Tannins are one of the three acids commonly found in grapes, along with citric acid and malic acid. The tannins are concentrated in the grape skins, as well as the seeds and stems. If the winemaker leaves the skins, seeds, and stems in contact with the grape juice as it ferments, you’ll get a red wine. And the longer they sit in the juice, the darker and more tannic the wine becomes.

Tannins are also absorbed by wine that’s aging in oak barrels, directly from the wood. But this is a much smaller, less significant, source of tannins, and they tend to be smoother and mellower than the ones in the grape skins.

When the tannins come into contact with the salivary glands in the back of your mouth, they dry up the saliva, creating that puckery, bitter feeling. This is because tannin is an astringent; it has a drying effect. Some people think that this is what’s meant by “dry” wine, but that word only means that there’s no sugar in the wine. The effect created by tannin is simply called “tannic.”

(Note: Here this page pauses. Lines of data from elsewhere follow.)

use crate::compress::{
    ImageCompressor, IMAGE_CEILING, LINK_THUMB_CEILING, MINI_PROGRAM_THUMB_CEILING,
};
use crate::hub::{DispatchHub, VendorCallbackHandler};
use crate::observers::ObserverRegistry;
use crate::pending::Pending;
use crate::status::ResultStatus;
use crate::wechat::{
    MediaMessage, MediaObject, MiniProgramObject, SendCompletion, SendMessageRequest, WechatApi,
    WechatRequest, WechatResponse, WechatScene,
};

#[derive(Debug, Clone, PartialEq, Eq)]
pub enum ShareMessage {
    Image {
        data: Vec<u8>,
    },
    Link {
        url: String,
        title: Option<String>,
        description: Option<String>,
        thumb: Option<Vec<u8>>,
    },
    MiniProgram {
        path: String,
        /// Original id of the mini-program, `gh_...`.
        user_name: String,
        title: Option<String>,
        description: Option<String>,
        thumb: Option<Vec<u8>>,
    },
}

impl ShareMessage {
    pub fn kind(&self) -> &'static str {
        match self {
            Self::Image { .. } => "image",
            Self::Link { .. } => "link",
            Self::MiniProgram { .. } => "mini_program",
        }
    }
}

#[derive(Debug, Clone, PartialEq, Eq)]
pub enum SharePlatform {
    Wechat {
        scene: WechatScene,
        message: ShareMessage,
    },
}

pub type ShareStatus = ResultStatus;

pub trait ShareObserver: Send + Sync {
    fn on_share_complete(&self, status: &ShareStatus);
}

/// What is remembered about a share while it is in flight. Payload bytes are not kept.
#[derive(Debug, Clone, Copy, PartialEq, Eq)]
struct ShareTarget {
    scene: WechatScene,
    kind: &'static str,
}

struct ShareState {
    pending: Pending<ShareTarget>,
    observers: ObserverRegistry<dyn ShareObserver>,
}

pub struct ShareManager {
    hub: Arc<DispatchHub>,
    wechat: Arc<dyn WechatApi>,
    compressor: Arc<dyn ImageCompressor>,
    state: Mutex<ShareState>,
    me: Weak<Self>,
}

impl ShareManager {
    pub fn new(
        hub: Arc<DispatchHub>,
        wechat: Arc<dyn WechatApi>,
        compressor: Arc<dyn ImageCompressor>,
    ) -> Arc<Self> {
        let manager = Arc::new_cyclic(|me| Self {
            hub: hub.clone(),
            wechat,
            compressor,
            state: Mutex::new(ShareState {
                pending: Pending::new(),
                observers: ObserverRegistry::new(),
            }),
            me: me.clone(),
        });
        let handler: Arc<dyn VendorCallbackHandler> = manager.clone();
        hub.add_handler(&handler);
        manager
    }

    pub fn add(&self, observer: &Arc<dyn ShareObserver>) -> bool {
        self.state().observers.add(observer)
    }

    pub fn remove(&self, observer: &Arc<dyn ShareObserver>) -> bool {
        self.state().observers.remove(observer)
    }

    pub fn is_sharing(&self) -> bool {
        self.state().pending.is_active()
    }

    pub fn share(&self, platform: SharePlatform) {
        let SharePlatform::Wechat { scene, message } = platform;
        let target = ShareTarget {
            scene,
            kind: message.kind(),
        };
        tracing::info!("share {} to wechat scene {}", target.kind, scene.raw());

        // Rejected shares never occupy the pending slot.
        let message = match self.build_message(message) {
            Ok(message) => message,
            Err(reason) => {
                tracing::warn!("share rejected: {reason}");
                self.notify(target, ResultStatus::unusual(reason));
                return;
            }
        };
        let replaced = self.state().pending.begin(target);
        if let Some(previous) = replaced {
            tracing::warn!("superseding in-flight {} share", previous.kind);
        }

        let request = SendMessageRequest {
            scene,
            text_only: false,
            message,
        };
        self.wechat
            .send(WechatRequest::SendMessage(request), self.send_completion());
    }

    fn build_message(&self, message: ShareMessage) -> Result<MediaMessage, &'static str> {
        match message {
            ShareMessage::Image { data } => {
                let data = if data.len() <= IMAGE_CEILING {
                    data
                } else {
                    self.compressor
                        .compress_under(&data, IMAGE_CEILING)
                        .map_err(|e| {
                            tracing::warn!("image of {} bytes unusable: {e}", data.len());
                            "resource invalid"
                        })?
                };
                Ok(MediaMessage {
                    title: String::new(),
                    description: String::new(),
                    thumb_data: None,
                    object: MediaObject::Image { data },
                })
            }
            ShareMessage::Link {
                url,
                title,
                description,
                thumb,
            } => {
                if url.is_empty() {
                    return Err("link must not be empty");
                }
                Ok(MediaMessage {
                    title: title.unwrap_or_default(),
                    description: description.unwrap_or_default(),
                    thumb_data: self.thumbnail(thumb, LINK_THUMB_CEILING),
                    object: MediaObject::Webpage { url },
                })
            }
            ShareMessage::MiniProgram {
                path,
                user_name,
                title,
                description,
                thumb,
            } => {
                if path.is_empty() {
                    return Err("path must not be empty");
                }
                if user_name.is_empty() {
                    return Err("username must not be empty");
                }
                let program = MiniProgramObject {
                    webpage_url: String::new(),
                    user_name,
                    path,
                    hd_image_data: self.thumbnail(thumb, MINI_PROGRAM_THUMB_CEILING),
                    with_share_ticket: true,
                    program_type: self.hub.mini_program_type(),
                };
                Ok(MediaMessage {
                    title: title.unwrap_or_else(|| " ".to_string()),
                    description: description.unwrap_or_else(|| " ".to_string()),
                    thumb_data: None,
                    object: MediaObject::MiniProgram(program),
                })
            }
        }
    }

    /// Recompress a thumbnail under `ceiling`, or drop it.
    fn thumbnail(&self, thumb: Option<Vec<u8>>, ceiling: usize) -> Option<Vec<u8>> {
        let thumb = thumb?;
        match self.compressor.compress_under(&thumb, ceiling) {
            Ok(data) => Some(data),
            Err(e) => {
                tracing::info!("sharing without thumbnail: {e}");
                None
            }
        }
    }

    fn send_completion(&self) -> SendCompletion {
        let me = self.me.clone();
        Box::new(move |sent| {
            if let Some(manager) = me.upgrade() {
                manager.finish(if sent {
                    ResultStatus::Success(None)
                } else {
                    ResultStatus::unusual("share failed")
                });
            }
        })
    }

    fn finish(&self, status: ShareStatus) {
        let Some(target) = self.state().pending.take() else {
            tracing::debug!("no share in flight, dropping {} result", status.kind());
            return;
        };
        self.notify(target, status);
    }

    fn notify(&self, target: ShareTarget, status: ShareStatus) {
        let observers = self.state().observers.live();
        tracing::info!(
            "{} share to scene {} finished: {}",
            target.kind,
            target.scene.raw(),
            status.kind()
        );
        for observer in observers {
            observer.on_share_complete(&status);
        }
    }

    fn state(&self) -> MutexGuard<'_, ShareState> {
        self.state.lock().unwrap_or_else(PoisonError::into_inner)
    }
}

So, why in the world do winemakers make wine with tannin? They could avoid it by using grapes with less tannin in the skin, and by reducing the time that the skins are left in the juice. Many wines, including red wines, are made this way. But quite a few wines are made intentionally with a tannic component. There are three principal reasons:

First, the tannins give the wine “structure.” If a wine has a lot of acid, sugar, and/or alcohol, without the tannins the wine may seem unbalanced or flabby. With the addition of tannins, all of these components are balanced out, and none of them sticks out in an unpleasant way. As time goes on, and the wine remains in the bottle, all of these different parts of the wine blend together more completely. A young wine with pronounced tannins, along with healthy acids and alcohol, will mellow out over the years; the tannins will blend with the acid and alcohol, making a mature wine very different from when it was bottled. These wines are meant to sit for one to two years, sometimes up to ten years or more, before being enjoyed, to allow the components to blend together for maximum balance.

Second, some people like tannins. Yes, they are bitter, but plenty of people enjoy the bitterness that tannins lend to tea, coffee, beer, and bourbon. It is an acquired taste, not that different from a fine cigar.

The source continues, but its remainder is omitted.